Component Two: Coaching
We then use all that information to help structure a learning experience with the patient over the course of a few months. The aim of this component is for the patient and their caregivers/families to learn more about their chronic disease, what all the physiological parameters and measurements mean, how to interpret them when they’re changing, and what kind of corrective actions they can take if they start to change. This allows the patient to make their own changes to things they do every day – to the way they eat, the way they exercise, and potentially the way they take their medications. This is often combined with goal setting, so the patient with their coach, can determine what sort of goals they hope to achieve in managing their chronic disease.
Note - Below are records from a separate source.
// Lua 5.3 runtime core
// A register-based bytecode VM with coroutines, channels, metamethod
// dispatch and debug introspection. Prototypes are consumed as immutable
// input; the compiler and standard libraries are external collaborators.

#[cfg(test)]
mod test;

pub mod gc;
pub mod lua_value;
pub mod lua_vm;
pub mod strconv;

pub use gc::{ChannelId, FunctionId, ObjectPool, StringId, TableId, ThreadId, UserdataId};
pub use lua_value::{
    LocVar, LuaChannel, LuaClosure, LuaString, LuaTable, LuaThread, LuaUserdata, LuaValue,
    LuaValueKind, Prototype, ThreadStatus, UpvalDesc, UpvalKind,
};
pub use lua_vm::{
    ArgParser, DebugInfo, Hook, Instruction, LuaError, LuaResult, LuaVM, NativeFn, OpCode,
    Position, RuntimeError, TmKind, VmOptions, hook_mask,
};

use std::rc::Rc;

/// Load a compiled top-level prototype and run it on the root thread,
/// returning its results.
pub fn execute(vm: &mut LuaVM, proto: Rc<Prototype>) -> LuaResult<Vec<LuaValue>> {
    let main = vm.load_proto(proto);
    vm.call_value(main, Vec::new())
}
// Pre-interned name strings, created once per process so hot paths never
// re-hash "__index" and friends.

use crate::gc::ObjectPool;
use crate::lua_value::LuaValue;
use crate::lua_vm::execute::{TM_N, TM_NAMES};

pub struct ConstStrings {
    /// Tag-method names, indexed by TmKind discriminant.
    pub tm: [LuaValue; TM_N],
    /// "_ENV", the conventional first upvalue of a main closure.
    pub env: LuaValue,
}

impl ConstStrings {
    pub fn new(pool: &mut ObjectPool) -> Self {
        let mut tm = [LuaValue::Nil; TM_N];
        for (i, name) in TM_NAMES.iter().enumerate() {
            tm[i] = LuaValue::String(pool.intern(name.as_bytes()));
        }
        let env = LuaValue::String(pool.intern(b"_ENV"));
        Self { tm, env }
    }

    /// Every pre-interned value, for GC rooting.
    pub(crate) fn trace(&self, mark: &mut dyn FnMut(LuaValue)) {
        for v in &self.tm {
            mark(*v);
        }
        mark(self.env);
    }
}
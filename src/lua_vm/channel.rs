// Channel operations under cooperative scheduling.
//
// An operation that cannot complete immediately parks the calling coroutine:
// the thread records the pending op and suspends to its resumer; the op is
// retried on the next resume. An op completes immediately when the buffer
// has room / data, or against a coroutine already parked on the opposite
// side (which is how capacity-0 rendezvous hands values across). The root
// thread cannot park, so a blocking op there with no parked counterpart is a
// deadlock error.

use crate::gc::{ChannelId, ThreadId};
use crate::lua_value::{ChanWait, LuaChannel, LuaValue};
use crate::lua_vm::{LuaError, LuaResult, LuaVM};

impl LuaVM {
    pub fn new_channel(&mut self, capacity: usize) -> LuaValue {
        LuaValue::Channel(self.pool.create_channel(LuaChannel::new(capacity)))
    }

    /// send(v): enqueue, hand off to a parked receiver, or block.
    pub fn channel_send(&mut self, ch: ChannelId, v: LuaValue) -> LuaResult<()> {
        if self.pool.channel(ch).is_closed() {
            return Err(self.error_str("send on closed channel"));
        }
        if self.pool.channel_mut(ch).try_push(v) {
            return Ok(());
        }
        if let Some(receiver) = self.find_parked(ch, false) {
            let t = self.th_mut(receiver);
            t.park = None;
            t.park_result = Some(vec![v, LuaValue::boolean(true)]);
            return Ok(());
        }
        let th = self.current;
        if self.th(th).is_main {
            return Err(self.error_str("all coroutines are asleep - deadlock"));
        }
        if self.th(th).native_depth > 0 {
            return Err(self.error_str("attempt to block across a native call boundary"));
        }
        let t = self.th_mut(th);
        t.park = Some(ChanWait::Send(ch, v));
        t.transfer = Vec::new();
        Err(LuaError::Yield)
    }

    /// recv(): (v, true) while values are available, (nil, false) once a
    /// closed channel drains, otherwise block.
    pub fn channel_recv(&mut self, ch: ChannelId) -> LuaResult<(LuaValue, bool)> {
        if let Some(v) = self.pool.channel_mut(ch).try_pop() {
            // Freeing a slot may complete a parked sender.
            self.promote_parked_sender(ch);
            return Ok((v, true));
        }
        if let Some(sender) = self.find_parked(ch, true) {
            let t = self.th_mut(sender);
            let Some(ChanWait::Send(_, v)) = t.park.take() else {
                unreachable!("parked sender without a send op");
            };
            t.park_result = Some(Vec::new());
            return Ok((v, true));
        }
        if self.pool.channel(ch).is_closed() {
            return Ok((LuaValue::Nil, false));
        }
        let th = self.current;
        if self.th(th).is_main {
            return Err(self.error_str("all coroutines are asleep - deadlock"));
        }
        if self.th(th).native_depth > 0 {
            return Err(self.error_str("attempt to block across a native call boundary"));
        }
        let t = self.th_mut(th);
        t.park = Some(ChanWait::Recv(ch));
        t.transfer = Vec::new();
        Err(LuaError::Yield)
    }

    /// close(): further sends error; queued values remain receivable.
    pub fn channel_close(&mut self, ch: ChannelId) {
        self.pool.channel_mut(ch).close();
    }

    /// Move a parked sender's value into freed buffer space.
    fn promote_parked_sender(&mut self, ch: ChannelId) {
        if self.pool.channel(ch).capacity() == 0 {
            return;
        }
        if let Some(sender) = self.find_parked(ch, true) {
            let t = self.th_mut(sender);
            let Some(ChanWait::Send(_, v)) = t.park.take() else {
                return;
            };
            t.park_result = Some(Vec::new());
            self.pool.channel_mut(ch).try_push(v);
        }
    }

    /// Find a coroutine parked on `ch`, on the send side when `senders`.
    fn find_parked(&self, ch: ChannelId, senders: bool) -> Option<ThreadId> {
        for id in self.pool.live_threads() {
            let t = self.pool.thread(id);
            match t.park {
                Some(ChanWait::Send(c, _)) if senders && c == ch => return Some(id),
                Some(ChanWait::Recv(c)) if !senders && c == ch => return Some(id),
                _ => {}
            }
        }
        None
    }

    /// Retry the channel op a resumed coroutine is parked on. Ok(true) when
    /// it completed (park_result holds the op's results), Ok(false) when it
    /// must keep waiting.
    pub(crate) fn retry_parked_op(&mut self, co: ThreadId) -> LuaResult<bool> {
        let Some(wait) = self.th(co).park else {
            return Ok(true);
        };
        match wait {
            ChanWait::Send(ch, v) => {
                if self.pool.channel(ch).is_closed() {
                    self.th_mut(co).park = None;
                    return Err(self.error_str("send on closed channel"));
                }
                if self.pool.channel_mut(ch).try_push(v) {
                    let t = self.th_mut(co);
                    t.park = None;
                    t.park_result = Some(Vec::new());
                    return Ok(true);
                }
                if let Some(receiver) = self.find_parked(ch, false) {
                    if receiver != co {
                        let r = self.th_mut(receiver);
                        r.park = None;
                        r.park_result = Some(vec![v, LuaValue::boolean(true)]);
                        let t = self.th_mut(co);
                        t.park = None;
                        t.park_result = Some(Vec::new());
                        return Ok(true);
                    }
                }
                Ok(false)
            }
            ChanWait::Recv(ch) => {
                if let Some(v) = self.pool.channel_mut(ch).try_pop() {
                    self.promote_parked_sender(ch);
                    let t = self.th_mut(co);
                    t.park = None;
                    t.park_result = Some(vec![v, LuaValue::boolean(true)]);
                    return Ok(true);
                }
                if let Some(sender) = self.find_parked(ch, true) {
                    if sender != co {
                        let s = self.th_mut(sender);
                        let Some(ChanWait::Send(_, v)) = s.park.take() else {
                            return Ok(false);
                        };
                        s.park_result = Some(Vec::new());
                        let t = self.th_mut(co);
                        t.park = None;
                        t.park_result = Some(vec![v, LuaValue::boolean(true)]);
                        return Ok(true);
                    }
                }
                if self.pool.channel(ch).is_closed() {
                    let t = self.th_mut(co);
                    t.park = None;
                    t.park_result = Some(vec![LuaValue::Nil, LuaValue::boolean(false)]);
                    return Ok(true);
                }
                Ok(false)
            }
        }
    }
}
For example, someone with chronic obstructive pulmonary disease (COPD) may need home oxygen and as a result be unable to leave the home very easily because they’ve got to take a lot of equipment with them. So maybe their goal is to become comfortable enough with their equipment that they’re able to visit their son or daughter every Sunday for dinner, with their oxygen. In this case it would be coaching them on how to get comfortable with their equipment, how to move their equipment, and what to do before they leave and when they come back home from a trip. These kinds of goals are incorporated into the coaching to make it meaningful for the patient in managing their own illness.

The future
We’ve started with three LHINs in managing people with congestive heart failure and COPD. In the future we will expand to other chronic diseases, things like diabetes, rheumatoid arthritis, and hypertension. We will also expand this program to all fourteen LHINs in the province.